El DRAE no los registra, existen por edicto real que los ubica en el sector más apetecido del cantón Samborondón; pero, especímenes similares existen en todas las provincias y ciudades de este maltratado Ecuador: Cuenca es dueña de la crema y nata de pelucones; en Tungurahua pululan antiguos y nuevos pelucones; la capital de la República siempre los tuvo; los pelucones de Riobamba están en Quito; pocos existen en Cotopaxi; Imbabura cuenta con centenas y en Carchi, Manabí, Esmeraldas, Cañar, etcétera, los pelucones están vivitos y coleando.

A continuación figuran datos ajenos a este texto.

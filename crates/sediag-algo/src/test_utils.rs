//! Shared fixtures for unit and integration tests.
//!
//! Provides a small meshed network, a builder for oracle outputs, and two
//! oracle stand-ins (scripted and closure-backed) so controller behavior can
//! be tested without a real estimation solver.

use std::collections::VecDeque;

use sediag_core::{Branch, BranchId, Bus, BusId, Network, SediagError, SediagResult};

use crate::controller::{DiagnosisEvent, DiagnosisObserver};
use crate::knowledge::{
    Knowledge, Measurement, MeasurementId, MeasurementKind, PresumedStatus,
};
use crate::oracle::{
    BranchStatus, BranchStatusEstimate, BusStateEstimate, EstimateResult, EstimationOracle,
    MeasurementEstimate, SolveOptions,
};

/// A five-bus meshed test network.
///
/// ```text
///        1 ---- 2
///        |    / |
///        |   /  |
///        3 ---- 4 ---- 5
/// ```
///
/// Branches: 1:(1-2), 2:(1-3), 3:(2-3), 4:(2-4), 5:(3-4), 6:(4-5).
pub fn five_bus_network() -> Network {
    let mut network = Network::new();
    let nodes: Vec<_> = (1..=5)
        .map(|i| network.add_bus(Bus::new(BusId::new(i), format!("Bus {i}"), 138.0)))
        .collect();
    for (id, from, to) in [
        (1, 1, 2),
        (2, 1, 3),
        (3, 2, 3),
        (4, 2, 4),
        (5, 3, 4),
        (6, 4, 5),
    ] {
        network.add_branch(
            nodes[from - 1],
            nodes[to - 1],
            Branch::new(
                BranchId::new(id),
                format!("Line {from}-{to}"),
                BusId::new(from),
                BusId::new(to),
            ),
        );
    }
    network
}

/// Knowledge over [`five_bus_network`] with one active-flow measurement per
/// branch, measurement id matching the branch id (value 10.0, variance 1.0).
pub fn per_branch_flow_knowledge(network: &Network) -> Knowledge {
    let mut knowledge = Knowledge::new(network, BusId::new(1)).expect("slack bus exists");
    for branch in network.branches() {
        knowledge
            .add_measurement(
                network,
                Measurement::branch_flow(
                    MeasurementId::new(branch.id.value()),
                    MeasurementKind::BranchFlowActive,
                    branch.id,
                    branch.from_bus,
                    branch.to_bus,
                    10.0,
                    1.0,
                )
                .expect("valid measurement"),
            )
            .expect("fixture measurement is valid");
    }
    knowledge
}

/// Observer that records every event for later assertions.
#[derive(Default)]
pub struct RecordingObserver {
    pub events: Vec<DiagnosisEvent>,
}

impl DiagnosisObserver for RecordingObserver {
    fn on_event(&mut self, event: &DiagnosisEvent) {
        self.events.push(event.clone());
    }
}

/// Builder for hand-crafted oracle outputs.
pub struct EstimateBuilder {
    result: EstimateResult,
}

impl EstimateBuilder {
    pub fn converged() -> Self {
        let mut result = EstimateResult::failed();
        result.success = true;
        Self { result }
    }

    pub fn diverged() -> Self {
        Self {
            result: EstimateResult::failed(),
        }
    }

    /// Flat state (1.0 p.u., 0 rad) at every bus of the network.
    pub fn flat_states(mut self, network: &Network) -> Self {
        for bus in network.buses() {
            self.result.bus_states.insert(
                bus.id,
                BusStateEstimate {
                    bus: bus.id,
                    voltage_pu: 1.0,
                    angle_rad: 0.0,
                },
            );
        }
        self
    }

    /// Branch statuses exactly matching the knowledge's presumed statuses
    /// (the oracle changed nothing).
    pub fn statuses_as_presumed(mut self, knowledge: &Knowledge) -> Self {
        for (branch, entry) in knowledge.suspect_branches() {
            self.result.branch_statuses.insert(
                branch,
                BranchStatusEstimate {
                    branch,
                    presumed: entry.presumed,
                    estimated: match entry.presumed {
                        PresumedStatus::Closed => BranchStatus::Closed,
                        PresumedStatus::Opened => BranchStatus::Opened,
                    },
                },
            );
        }
        self
    }

    /// Override one branch with an estimated status that differs from (or
    /// matches) its presumption.
    pub fn branch_status(
        mut self,
        branch: BranchId,
        presumed: PresumedStatus,
        estimated: BranchStatus,
    ) -> Self {
        self.result.branch_statuses.insert(
            branch,
            BranchStatusEstimate {
                branch,
                presumed,
                estimated,
            },
        );
        self
    }

    pub fn measurement(mut self, id: usize, estimate: f64, residual: f64) -> Self {
        self.result
            .measurement_results
            .insert(MeasurementId::new(id), MeasurementEstimate { estimate, residual });
        self
    }

    /// Entries for every measurement in the knowledge, each with the given
    /// residual (estimate = measured value minus residual).
    pub fn uniform_residuals(mut self, knowledge: &Knowledge, residual: f64) -> Self {
        for m in knowledge.measurements() {
            self.result.measurement_results.insert(
                m.id,
                MeasurementEstimate {
                    estimate: m.value - residual,
                    residual,
                },
            );
        }
        self
    }

    pub fn indicator(mut self, key: &str, value: &str) -> Self {
        self.result
            .run_indicators
            .insert(key.to_string(), value.to_string());
        self
    }

    pub fn build(self) -> EstimateResult {
        self.result
    }
}

/// Oracle that replays a fixed sequence of results, one per `solve` call.
///
/// Each call also records a snapshot of the knowledge it was given, so tests
/// can assert what hypothesis each trial actually submitted.
pub struct ScriptedOracle {
    script: VecDeque<EstimateResult>,
    pub calls: Vec<Knowledge>,
}

impl ScriptedOracle {
    pub fn new(script: Vec<EstimateResult>) -> Self {
        Self {
            script: script.into(),
            calls: Vec::new(),
        }
    }

    pub fn call_count(&self) -> usize {
        self.calls.len()
    }
}

impl EstimationOracle for ScriptedOracle {
    fn solve(
        &mut self,
        knowledge: &Knowledge,
        _options: &SolveOptions,
    ) -> SediagResult<EstimateResult> {
        self.calls.push(knowledge.clone());
        self.script
            .pop_front()
            .ok_or_else(|| SediagError::Solver("scripted oracle exhausted".into()))
    }
}

/// Oracle backed by a closure, for tests that need to inspect the submitted
/// knowledge before choosing a reply.
pub struct FnOracle<F>
where
    F: FnMut(&Knowledge, &SolveOptions) -> SediagResult<EstimateResult>,
{
    f: F,
}

impl<F> FnOracle<F>
where
    F: FnMut(&Knowledge, &SolveOptions) -> SediagResult<EstimateResult>,
{
    pub fn new(f: F) -> Self {
        Self { f }
    }
}

impl<F> EstimationOracle for FnOracle<F>
where
    F: FnMut(&Knowledge, &SolveOptions) -> SediagResult<EstimateResult>,
{
    fn solve(
        &mut self,
        knowledge: &Knowledge,
        options: &SolveOptions,
    ) -> SediagResult<EstimateResult> {
        (self.f)(knowledge, options)
    }
}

Algo especial, amigas y amigos: quienes no son aún pelucones están en camino de serlo porque desde que Adán y Eva fueron expulsados del paraíso terrenal todo humano busca la superación personal, quiere el bienestar familiar, trabaja para capacitarse y quiere ser mejor que sus antepasados; no conozco varón, tampoco hembra, que quieran vivir en la pobreza, ser mendigos de profesión o sentarse en una banca en espera de los subsidios de papá gobierno. Algo más: quien algo posee sabe que tuvo que trabajar duro para conseguirlo, por eso ama los bienes que tiene y los defiende con fiereza; quienes menos tienen, bregan semana tras semana para adquirir su vivienda, comprar un carro, educar bien a sus hijos.

Para quien nada tiene, el que posee una choza confortable es pelucón; para el dueño de la choza quien tiene una casa en un programa del Miduvi es pelucón; para este, quien compra un departamento en una ciudadela privada es pelucón y quien lo tiene en Miami es un pelucón mayúsculo. El mundo ecuatoriano está conformado por quienes ya son pelucones, en diversos estadios de la peluconería, y por quienes se fatigan y luchan para conseguirlo; los funcionarios de un gobierno, sin excepción, y la burocracia dorada, plateada y bronceada, son los únicos que tienen la certeza de ser pelucones vitalicios, hasta la gloriosa jubilación o el cambio de servicio a otro solio presidencial.

El viernes 5 de septiembre estuve en Samborondón, en casa de María y Mauricio, pareja quiteña que ha construido allí una casita de muñecas: pequeña, cómoda, elegante, confortable, apta para ellos y sus tres hijos. María cumplió años; sus parientes, amigas y amigos –entre 30 y 40 años de edad– quisimos decirle que la queríamos. Me sentí viejo entre ellos, pero sus ideas me rejuvenecieron; el mundo avanza, la cordura sobrevive.

¿Quiénes fueron los pelucones de aquella noche? Serranos, costeños y colombianos residentes en Guayaquil y Samborondón. No fue un cónclave de pelucones, fue un grupo humano deseoso de vivir, amar y progresar. Ellos no son pelucones en el argot del prioste de la lucha de clases en nuestro Ecuador. Son jóvenes que trabajan de sol a sombra para que sus hijos tengan una buena educación; son jóvenes que a más de sus títulos de tercer nivel estudian ahora sus “maestrías” porque conocen que el saber dignifica, que es una necesidad existencial que abre horizontes insospechados en la vida. Ellos pregonan que el futuro les pertenece porque lo construyen con esfuerzo, con sudor y privaciones.